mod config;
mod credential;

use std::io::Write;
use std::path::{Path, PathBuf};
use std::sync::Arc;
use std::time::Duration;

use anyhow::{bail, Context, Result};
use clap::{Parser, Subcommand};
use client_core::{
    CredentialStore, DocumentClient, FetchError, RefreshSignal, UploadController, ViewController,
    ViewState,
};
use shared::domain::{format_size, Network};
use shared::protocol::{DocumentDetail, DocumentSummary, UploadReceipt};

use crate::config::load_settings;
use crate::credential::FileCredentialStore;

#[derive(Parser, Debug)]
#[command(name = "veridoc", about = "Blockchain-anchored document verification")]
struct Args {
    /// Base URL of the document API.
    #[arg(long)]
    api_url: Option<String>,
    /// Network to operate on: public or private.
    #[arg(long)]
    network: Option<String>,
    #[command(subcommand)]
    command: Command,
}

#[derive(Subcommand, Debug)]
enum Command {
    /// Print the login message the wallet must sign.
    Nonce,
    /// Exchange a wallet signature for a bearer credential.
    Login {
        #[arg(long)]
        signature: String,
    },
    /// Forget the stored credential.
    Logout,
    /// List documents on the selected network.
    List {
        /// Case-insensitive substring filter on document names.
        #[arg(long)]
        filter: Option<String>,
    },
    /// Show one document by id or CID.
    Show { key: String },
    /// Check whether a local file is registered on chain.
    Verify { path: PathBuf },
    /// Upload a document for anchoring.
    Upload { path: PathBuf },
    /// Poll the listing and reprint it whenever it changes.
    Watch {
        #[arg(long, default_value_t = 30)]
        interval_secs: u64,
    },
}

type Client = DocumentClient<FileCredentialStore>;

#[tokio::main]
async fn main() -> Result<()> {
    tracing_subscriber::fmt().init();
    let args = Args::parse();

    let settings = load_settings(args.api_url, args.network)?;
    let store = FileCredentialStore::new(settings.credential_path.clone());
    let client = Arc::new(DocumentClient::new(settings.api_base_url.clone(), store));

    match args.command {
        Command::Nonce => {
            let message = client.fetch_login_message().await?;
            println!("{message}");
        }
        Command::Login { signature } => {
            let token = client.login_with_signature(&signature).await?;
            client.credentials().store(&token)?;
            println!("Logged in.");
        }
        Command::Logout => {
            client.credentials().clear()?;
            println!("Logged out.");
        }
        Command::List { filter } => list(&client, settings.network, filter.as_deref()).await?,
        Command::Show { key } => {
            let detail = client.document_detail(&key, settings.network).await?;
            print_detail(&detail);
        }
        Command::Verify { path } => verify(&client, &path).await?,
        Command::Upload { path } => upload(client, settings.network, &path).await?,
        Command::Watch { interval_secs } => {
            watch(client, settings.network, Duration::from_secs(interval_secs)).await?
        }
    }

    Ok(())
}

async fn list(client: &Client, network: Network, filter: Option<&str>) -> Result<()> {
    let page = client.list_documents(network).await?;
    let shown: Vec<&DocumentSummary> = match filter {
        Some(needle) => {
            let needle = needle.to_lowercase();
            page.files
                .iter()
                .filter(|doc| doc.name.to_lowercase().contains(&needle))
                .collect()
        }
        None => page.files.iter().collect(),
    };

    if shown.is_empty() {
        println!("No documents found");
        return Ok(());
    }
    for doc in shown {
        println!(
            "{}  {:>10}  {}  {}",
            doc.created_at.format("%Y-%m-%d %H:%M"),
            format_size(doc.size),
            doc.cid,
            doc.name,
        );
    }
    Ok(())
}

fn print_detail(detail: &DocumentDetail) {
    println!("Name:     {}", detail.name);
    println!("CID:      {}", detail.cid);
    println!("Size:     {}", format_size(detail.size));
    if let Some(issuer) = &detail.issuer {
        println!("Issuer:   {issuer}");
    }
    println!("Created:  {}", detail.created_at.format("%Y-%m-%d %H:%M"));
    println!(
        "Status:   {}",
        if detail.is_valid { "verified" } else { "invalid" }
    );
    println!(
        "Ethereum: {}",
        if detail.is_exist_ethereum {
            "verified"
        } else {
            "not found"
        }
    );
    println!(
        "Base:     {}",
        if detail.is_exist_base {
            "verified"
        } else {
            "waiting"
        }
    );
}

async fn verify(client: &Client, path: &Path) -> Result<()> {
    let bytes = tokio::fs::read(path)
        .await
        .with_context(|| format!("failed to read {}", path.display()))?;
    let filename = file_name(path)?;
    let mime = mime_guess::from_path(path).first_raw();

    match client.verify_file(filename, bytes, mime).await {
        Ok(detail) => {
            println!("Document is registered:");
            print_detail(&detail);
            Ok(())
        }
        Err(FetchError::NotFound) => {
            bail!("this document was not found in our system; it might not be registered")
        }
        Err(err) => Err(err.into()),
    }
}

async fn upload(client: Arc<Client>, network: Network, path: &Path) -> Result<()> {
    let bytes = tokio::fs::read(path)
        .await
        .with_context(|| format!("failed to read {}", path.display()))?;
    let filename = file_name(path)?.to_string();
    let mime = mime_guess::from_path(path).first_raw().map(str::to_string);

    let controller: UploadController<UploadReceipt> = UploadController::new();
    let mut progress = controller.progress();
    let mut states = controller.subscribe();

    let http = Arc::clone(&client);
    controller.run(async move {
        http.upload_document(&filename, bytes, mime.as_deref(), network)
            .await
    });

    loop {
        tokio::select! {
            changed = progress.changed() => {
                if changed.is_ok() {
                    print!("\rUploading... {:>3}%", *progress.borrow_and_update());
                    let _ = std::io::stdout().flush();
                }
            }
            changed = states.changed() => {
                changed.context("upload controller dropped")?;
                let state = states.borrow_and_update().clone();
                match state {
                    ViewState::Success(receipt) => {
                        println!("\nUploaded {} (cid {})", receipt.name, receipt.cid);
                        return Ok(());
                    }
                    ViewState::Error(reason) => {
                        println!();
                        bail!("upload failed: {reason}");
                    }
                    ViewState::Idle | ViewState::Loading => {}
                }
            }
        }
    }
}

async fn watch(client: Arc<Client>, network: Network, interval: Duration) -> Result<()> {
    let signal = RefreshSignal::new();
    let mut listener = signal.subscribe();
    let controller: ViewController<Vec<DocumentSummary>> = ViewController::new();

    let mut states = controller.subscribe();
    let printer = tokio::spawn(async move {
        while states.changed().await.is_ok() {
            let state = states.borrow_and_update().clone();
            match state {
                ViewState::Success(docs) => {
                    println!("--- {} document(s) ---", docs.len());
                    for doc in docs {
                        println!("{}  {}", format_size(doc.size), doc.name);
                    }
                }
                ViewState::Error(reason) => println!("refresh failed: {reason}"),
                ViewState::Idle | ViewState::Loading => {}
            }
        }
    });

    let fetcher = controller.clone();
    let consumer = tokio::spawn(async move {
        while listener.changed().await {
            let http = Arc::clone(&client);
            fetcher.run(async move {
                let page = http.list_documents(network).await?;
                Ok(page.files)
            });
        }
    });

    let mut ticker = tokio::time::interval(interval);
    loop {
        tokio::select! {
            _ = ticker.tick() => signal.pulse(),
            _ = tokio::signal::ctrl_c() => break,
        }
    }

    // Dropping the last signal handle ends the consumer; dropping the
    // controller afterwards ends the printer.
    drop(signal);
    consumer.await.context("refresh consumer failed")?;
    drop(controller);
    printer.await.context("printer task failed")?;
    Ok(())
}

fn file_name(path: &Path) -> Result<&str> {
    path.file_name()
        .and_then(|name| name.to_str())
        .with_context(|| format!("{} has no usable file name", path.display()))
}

==

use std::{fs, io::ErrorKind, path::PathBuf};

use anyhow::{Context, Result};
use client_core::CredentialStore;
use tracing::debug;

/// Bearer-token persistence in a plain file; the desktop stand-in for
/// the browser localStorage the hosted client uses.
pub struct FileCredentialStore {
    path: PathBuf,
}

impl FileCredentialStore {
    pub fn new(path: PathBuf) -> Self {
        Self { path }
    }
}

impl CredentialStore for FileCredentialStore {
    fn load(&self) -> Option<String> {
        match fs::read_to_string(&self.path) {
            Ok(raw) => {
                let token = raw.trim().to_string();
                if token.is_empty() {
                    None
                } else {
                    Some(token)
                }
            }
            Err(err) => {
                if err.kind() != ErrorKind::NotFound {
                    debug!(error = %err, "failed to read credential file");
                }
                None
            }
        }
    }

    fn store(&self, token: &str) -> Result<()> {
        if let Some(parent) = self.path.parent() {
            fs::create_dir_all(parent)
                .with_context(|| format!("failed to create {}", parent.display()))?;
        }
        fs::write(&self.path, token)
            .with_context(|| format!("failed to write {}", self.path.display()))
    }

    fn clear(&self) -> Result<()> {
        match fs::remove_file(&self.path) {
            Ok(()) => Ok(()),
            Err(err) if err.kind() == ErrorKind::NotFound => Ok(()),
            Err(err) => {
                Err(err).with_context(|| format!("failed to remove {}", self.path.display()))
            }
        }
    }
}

...

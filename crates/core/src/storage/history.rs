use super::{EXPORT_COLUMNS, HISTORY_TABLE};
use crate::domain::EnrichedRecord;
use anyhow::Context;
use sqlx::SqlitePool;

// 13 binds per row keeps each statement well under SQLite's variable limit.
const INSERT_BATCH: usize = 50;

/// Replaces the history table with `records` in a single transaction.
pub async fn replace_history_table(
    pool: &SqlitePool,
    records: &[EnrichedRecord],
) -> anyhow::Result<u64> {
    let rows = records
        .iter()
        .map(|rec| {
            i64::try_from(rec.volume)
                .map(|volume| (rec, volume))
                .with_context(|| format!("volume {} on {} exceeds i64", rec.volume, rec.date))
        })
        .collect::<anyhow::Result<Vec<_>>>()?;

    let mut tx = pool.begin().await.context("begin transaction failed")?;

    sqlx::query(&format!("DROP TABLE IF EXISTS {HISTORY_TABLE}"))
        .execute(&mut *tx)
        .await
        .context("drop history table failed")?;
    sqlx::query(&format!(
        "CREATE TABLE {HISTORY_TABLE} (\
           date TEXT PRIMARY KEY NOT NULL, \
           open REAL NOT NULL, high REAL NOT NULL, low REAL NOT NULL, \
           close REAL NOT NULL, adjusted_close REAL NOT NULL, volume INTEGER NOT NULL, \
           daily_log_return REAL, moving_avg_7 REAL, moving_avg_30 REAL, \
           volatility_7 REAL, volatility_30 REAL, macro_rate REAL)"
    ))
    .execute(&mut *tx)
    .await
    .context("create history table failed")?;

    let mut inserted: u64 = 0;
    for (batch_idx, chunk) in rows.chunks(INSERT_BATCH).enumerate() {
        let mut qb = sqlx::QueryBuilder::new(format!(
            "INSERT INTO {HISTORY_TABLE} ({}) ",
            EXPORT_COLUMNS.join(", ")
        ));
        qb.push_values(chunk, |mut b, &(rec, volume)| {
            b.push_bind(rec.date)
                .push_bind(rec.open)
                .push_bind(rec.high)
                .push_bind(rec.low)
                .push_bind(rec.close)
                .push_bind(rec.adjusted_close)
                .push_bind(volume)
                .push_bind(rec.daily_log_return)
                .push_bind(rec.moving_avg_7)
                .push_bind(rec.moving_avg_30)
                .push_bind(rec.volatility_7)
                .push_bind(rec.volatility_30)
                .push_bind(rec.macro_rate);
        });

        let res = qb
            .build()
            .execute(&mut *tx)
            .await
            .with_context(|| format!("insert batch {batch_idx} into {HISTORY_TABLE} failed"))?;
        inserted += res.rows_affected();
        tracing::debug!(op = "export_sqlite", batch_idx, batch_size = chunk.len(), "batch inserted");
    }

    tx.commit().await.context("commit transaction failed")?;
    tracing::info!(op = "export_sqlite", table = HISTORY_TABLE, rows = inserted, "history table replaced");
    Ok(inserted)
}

> HOW TO COMPLETE THIS TASK:
In the entries above, find the line holding "the stored credential." and the line holding "by id or CID."; print both of them and every line between, exactly, and nothing else.

> OUTPUT BELOW:
    /// Forget the stored credential.
    Logout,
    /// List documents on the selected network.
    List {
        /// Case-insensitive substring filter on document names.
        #[arg(long)]
        filter: Option<String>,
    },
    /// Show one document by id or CID.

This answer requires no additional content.